4. Materials and Methods

4.1. Chemicals

3-(4,5-Dimethylthiazol-2-yl)-2,5-diphenyltetrazolium bromide (MTT) was purchased from Nacalai Tesque Inc (Kyoto, Japan). Cisplatin, Lansoprazole, sodium deoxycholate (SDC), chloroacetamide (CAA), formic acid and ethyl acetate were purchased from Sigma-Aldrich (St. Louis, MO, USA). DTT and trypsin were from BioRad (Hercules, CA, USA) and Promega (Madison, WI, Wisconsin) respectively. The cell culture media, DMEM nutrient mixture F-12 (DMEM-F12), were obtained from Invitrogen (Carlsbad, CA, USA). Antibodies used for western blotting include CD63, CD9, CD81, Na+/K+ ATP1B3, EGFR were from Santa Cruz Biotechnology Inc (Dallas, TX, USA), while antibodies against HSC70 and GAPDH were from Cell Signaling Technology (Denver, MA, USA) and Beta-actin from Sigma Aldrich (St. Louis, MO, USA).

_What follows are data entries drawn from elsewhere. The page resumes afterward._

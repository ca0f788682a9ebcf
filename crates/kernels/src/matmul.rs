//! Matrix multiplication kernel families.

use crate::config::{
    Configuration, KernelParams, ProblemShape, MAX_BLOCK_HEIGHT, MAX_GROUP_SIZE, VECTOR_WIDTH,
};
use crate::utils::validate_matmul_inputs;
use anyhow::{anyhow, ensure, Result};
use ndarray::{Array2, ArrayView2, ArrayViewMut2, Axis};
use rayon::prelude::*;
use std::sync::Arc;

/// Operands as stored on the device, already in the layout the problem asks for.
pub struct MatmulInputs<'a> {
    pub lhs: ArrayView2<'a, f32>,
    pub rhs: ArrayView2<'a, f32>,
}

impl<'a> MatmulInputs<'a> {
    pub fn new(lhs: ArrayView2<'a, f32>, rhs: ArrayView2<'a, f32>) -> Self {
        Self { lhs, rhs }
    }
}

/// A parameterized kernel whose variants are selected by [`KernelParams`].
///
/// Validation is a pure function of the problem and the parameters, so the
/// search can enumerate candidates without touching any kernel state.
pub trait MatmulKernelFamily: Send + Sync {
    fn name(&self) -> &'static str;
    fn vector_width(&self) -> usize;
    fn max_block_height(&self) -> usize;
    fn max_group_size(&self) -> usize;

    /// Number of extra-parameter values for the given group size and block height.
    fn total_variations(&self, shape: &ProblemShape, group_size: usize, block_height: usize)
        -> usize;

    /// Materialize `params` as a configuration, or `None` when the variant is illegal.
    fn validate(&self, shape: &ProblemShape, params: KernelParams) -> Option<Configuration>;

    /// Recover the parameters a configuration was built from.
    fn decode(&self, config: &Configuration) -> Result<KernelParams>;

    fn run(
        &self,
        config: &Configuration,
        inputs: &MatmulInputs<'_>,
        vector_hint: bool,
    ) -> Result<Array2<f32>>;
}

pub type DynKernelFamily = Arc<dyn MatmulKernelFamily>;

/// Register-blocked GEMM.
///
/// A work-group is `group_size x group_size` work items and every work item
/// computes `block_height` rows by `VECTOR_WIDTH` columns of the output. The
/// extra parameter picks the K-loop unroll factor and whether partial sums
/// stay in a private accumulator before the store.
#[derive(Debug, Clone, Copy, Default)]
pub struct TiledMatmul;

/// Decoded form of a tiled configuration's value tuple.
#[derive(Debug, Clone, Copy, PartialEq, Eq)]
struct TiledVariant {
    group_size: usize,
    block_height: usize,
    k_unroll: usize,
    inline_accumulate: bool,
    extra_param: usize,
}

const TUPLE_LEN: usize = 6;

impl TiledVariant {
    fn from_values(values: &[usize]) -> Result<Self> {
        ensure!(
            values.len() == TUPLE_LEN,
            "tiled configuration expects {} values, got {}",
            TUPLE_LEN,
            values.len()
        );
        ensure!(
            values[2] == VECTOR_WIDTH,
            "configuration vector width {} does not match kernel width {}",
            values[2],
            VECTOR_WIDTH
        );
        Ok(Self {
            group_size: values[0],
            block_height: values[1],
            k_unroll: values[3],
            inline_accumulate: values[4] != 0,
            extra_param: values[5],
        })
    }

    fn to_values(self) -> Vec<usize> {
        vec![
            self.group_size,
            self.block_height,
            VECTOR_WIDTH,
            self.k_unroll,
            usize::from(self.inline_accumulate),
            self.extra_param,
        ]
    }
}

/// Powers of two up to the block height.
fn unroll_choices(block_height: usize) -> impl Iterator<Item = usize> {
    std::iter::successors(Some(1usize), |u| u.checked_mul(2)).take_while(move |u| *u <= block_height)
}

impl TiledMatmul {
    pub fn new() -> Self {
        Self
    }

    fn variant(block_height: usize, extra_param: usize) -> Option<(usize, bool)> {
        let k_unroll = unroll_choices(block_height).nth(extra_param / 2)?;
        Some((k_unroll, extra_param % 2 == 1))
    }
}

impl MatmulKernelFamily for TiledMatmul {
    fn name(&self) -> &'static str {
        "tiled"
    }

    fn vector_width(&self) -> usize {
        VECTOR_WIDTH
    }

    fn max_block_height(&self) -> usize {
        MAX_BLOCK_HEIGHT
    }

    fn max_group_size(&self) -> usize {
        MAX_GROUP_SIZE
    }

    fn total_variations(
        &self,
        _shape: &ProblemShape,
        _group_size: usize,
        block_height: usize,
    ) -> usize {
        2 * unroll_choices(block_height).count()
    }

    fn validate(&self, shape: &ProblemShape, params: KernelParams) -> Option<Configuration> {
        let KernelParams {
            group_size,
            block_height,
            extra_param,
        } = params;

        if group_size == 0 || group_size > MAX_GROUP_SIZE {
            return None;
        }
        if block_height < VECTOR_WIDTH || block_height > MAX_BLOCK_HEIGHT {
            return None;
        }
        if shape.m % (group_size * block_height) != 0 || shape.n % (group_size * VECTOR_WIDTH) != 0
        {
            return None;
        }
        // transposed A is read in vector-width row strips
        if shape.layout.transpose_a && block_height % VECTOR_WIDTH != 0 {
            return None;
        }

        let (k_unroll, inline_accumulate) = Self::variant(block_height, extra_param)?;
        if shape.k % (k_unroll * VECTOR_WIDTH) != 0 {
            return None;
        }

        let variant = TiledVariant {
            group_size,
            block_height,
            k_unroll,
            inline_accumulate,
            extra_param,
        };
        Some(Configuration::new(*shape, variant.to_values()))
    }

    fn decode(&self, config: &Configuration) -> Result<KernelParams> {
        let variant = TiledVariant::from_values(&config.values)?;
        Ok(KernelParams::new(
            variant.group_size,
            variant.block_height,
            variant.extra_param,
        ))
    }

    fn run(
        &self,
        config: &Configuration,
        inputs: &MatmulInputs<'_>,
        vector_hint: bool,
    ) -> Result<Array2<f32>> {
        let variant = TiledVariant::from_values(&config.values)?;
        let shape = config.shape;
        validate_matmul_inputs(&shape, inputs)?;
        ensure!(
            variant.group_size > 0 && variant.block_height > 0 && variant.k_unroll > 0,
            "degenerate tiled configuration {}",
            config
        );

        let band = variant.group_size * variant.block_height;
        let tile_cols = variant.group_size * VECTOR_WIDTH;
        ensure!(
            shape.m % band == 0 && shape.n % tile_cols == 0,
            "configuration {} does not tile {}",
            config,
            shape
        );

        let mut output = Array2::<f32>::zeros((shape.m, shape.n));
        output
            .axis_chunks_iter_mut(Axis(0), band)
            .into_par_iter()
            .enumerate()
            .for_each(|(group_row, mut rows)| {
                let row0 = group_row * band;
                for col0 in (0..shape.n).step_by(tile_cols) {
                    for ly in 0..variant.group_size {
                        for lx in 0..variant.group_size {
                            let item = WorkItem {
                                local_row: ly * variant.block_height,
                                global_row: row0 + ly * variant.block_height,
                                col: col0 + lx * VECTOR_WIDTH,
                            };
                            item.compute(&variant, &shape, inputs, &mut rows, vector_hint);
                        }
                    }
                }
            });

        Ok(output)
    }
}

struct WorkItem {
    local_row: usize,
    global_row: usize,
    col: usize,
}

impl WorkItem {
    fn compute(
        &self,
        variant: &TiledVariant,
        shape: &ProblemShape,
        inputs: &MatmulInputs<'_>,
        rows: &mut ArrayViewMut2<'_, f32>,
        vector_hint: bool,
    ) {
        let lhs = inputs.lhs;
        let rhs = inputs.rhs;
        let a = |i: usize, p: usize| {
            if shape.layout.transpose_a {
                lhs[[p, i]]
            } else {
                lhs[[i, p]]
            }
        };
        let b = |p: usize, j: usize| {
            if shape.layout.transpose_b {
                rhs[[j, p]]
            } else {
                rhs[[p, j]]
            }
        };
        let step = variant.k_unroll * VECTOR_WIDTH;

        for r in 0..variant.block_height {
            let i = self.global_row + r;
            let out_row = self.local_row + r;

            if vector_hint {
                let mut acc = [0.0f32; VECTOR_WIDTH];
                for p0 in (0..shape.k).step_by(step) {
                    for p in p0..p0 + step {
                        let av = a(i, p);
                        for (lane, slot) in acc.iter_mut().enumerate() {
                            *slot += av * b(p, self.col + lane);
                        }
                    }
                    if !variant.inline_accumulate {
                        for (lane, slot) in acc.iter_mut().enumerate() {
                            rows[[out_row, self.col + lane]] += *slot;
                            *slot = 0.0;
                        }
                    }
                }
                if variant.inline_accumulate {
                    for (lane, value) in acc.iter().enumerate() {
                        rows[[out_row, self.col + lane]] = *value;
                    }
                }
            } else {
                for lane in 0..VECTOR_WIDTH {
                    let j = self.col + lane;
                    let mut sum = 0.0f32;
                    for p0 in (0..shape.k).step_by(step) {
                        for p in p0..p0 + step {
                            sum += a(i, p) * b(p, j);
                        }
                    }
                    rows[[out_row, j]] = sum;
                }
            }
        }
    }
}

/// Plain `ndarray` product used as the correctness reference.
pub fn reference_matmul(shape: &ProblemShape, inputs: &MatmulInputs<'_>) -> Result<Array2<f32>> {
    validate_matmul_inputs(shape, inputs)?;
    let lhs = if shape.layout.transpose_a {
        inputs.lhs.t()
    } else {
        inputs.lhs.view()
    };
    let rhs = if shape.layout.transpose_b {
        inputs.rhs.t()
    } else {
        inputs.rhs.view()
    };
    Ok(lhs.dot(&rhs))
}

/// Look up a kernel family by name.
pub fn find_kernel_family(name: &str) -> Result<DynKernelFamily> {
    match name {
        "tiled" => Ok(Arc::new(TiledMatmul::new())),
        other => Err(anyhow!("unknown kernel family {other}")),
    }
}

4.2. Cell Lines and Maintenance

The OSCC cell lines used in this study (H103,H157,H314,H357, H376, H400, H413 and BICR31) have been described previously [13,14] and were cultured in complete media which consisted of DMEM/F12 (Sigma-Aldrich, St. Louis, MO, USA) supplemented with 10% FBS (Gibco, Life Technologies, Gaithersburg, MD, USA), 1% penicillin-streptomycin-glutamine (Gibco, Life-Technologies, Gaithersburg, MD, USA) and 0.5 µg/mL hydrocortisone (Sigma-Aldrich, St. Louis, MO, USA), in a humidified incubator maintained at 37 °C with 5% CO2.

4.3. Cell Viability Assay

OSCC cells were seeded in 96-well plates at a density of 5000 cells per well and allowed to attach for 18 h, and then treated with cisplatin at the indicated concentrations for 24 and 48 h. Cell viability was then measured using MTT assay. Briefly, media containing cisplatin were removed from the wells and replaced with complete media containing 0.5 mg/mL MTT. After 3 h, media were removed and the formazan crystals dissolved using DMSO. The absorbance was then measured at 570 nm using a Tecan Infinite 200 microplate reader. All cell viability assays were performed in quadruplicate and the percentage of viable cells was derived using the following formula:
Cell viability (%) = (Absorbance of treated group/Absorbance of control group) × 100%
To study exosome inhibition and cisplatin sensitivity, OSCC cells were pretreated with 25 µM of Lansoprazole, a proton pump inhibitor (PPI) for 24 h and followed by cisplatin for 24 h. The viability of OSCC cells after cisplatin treatment with and without PPI pretreatment was measured using MTT assay.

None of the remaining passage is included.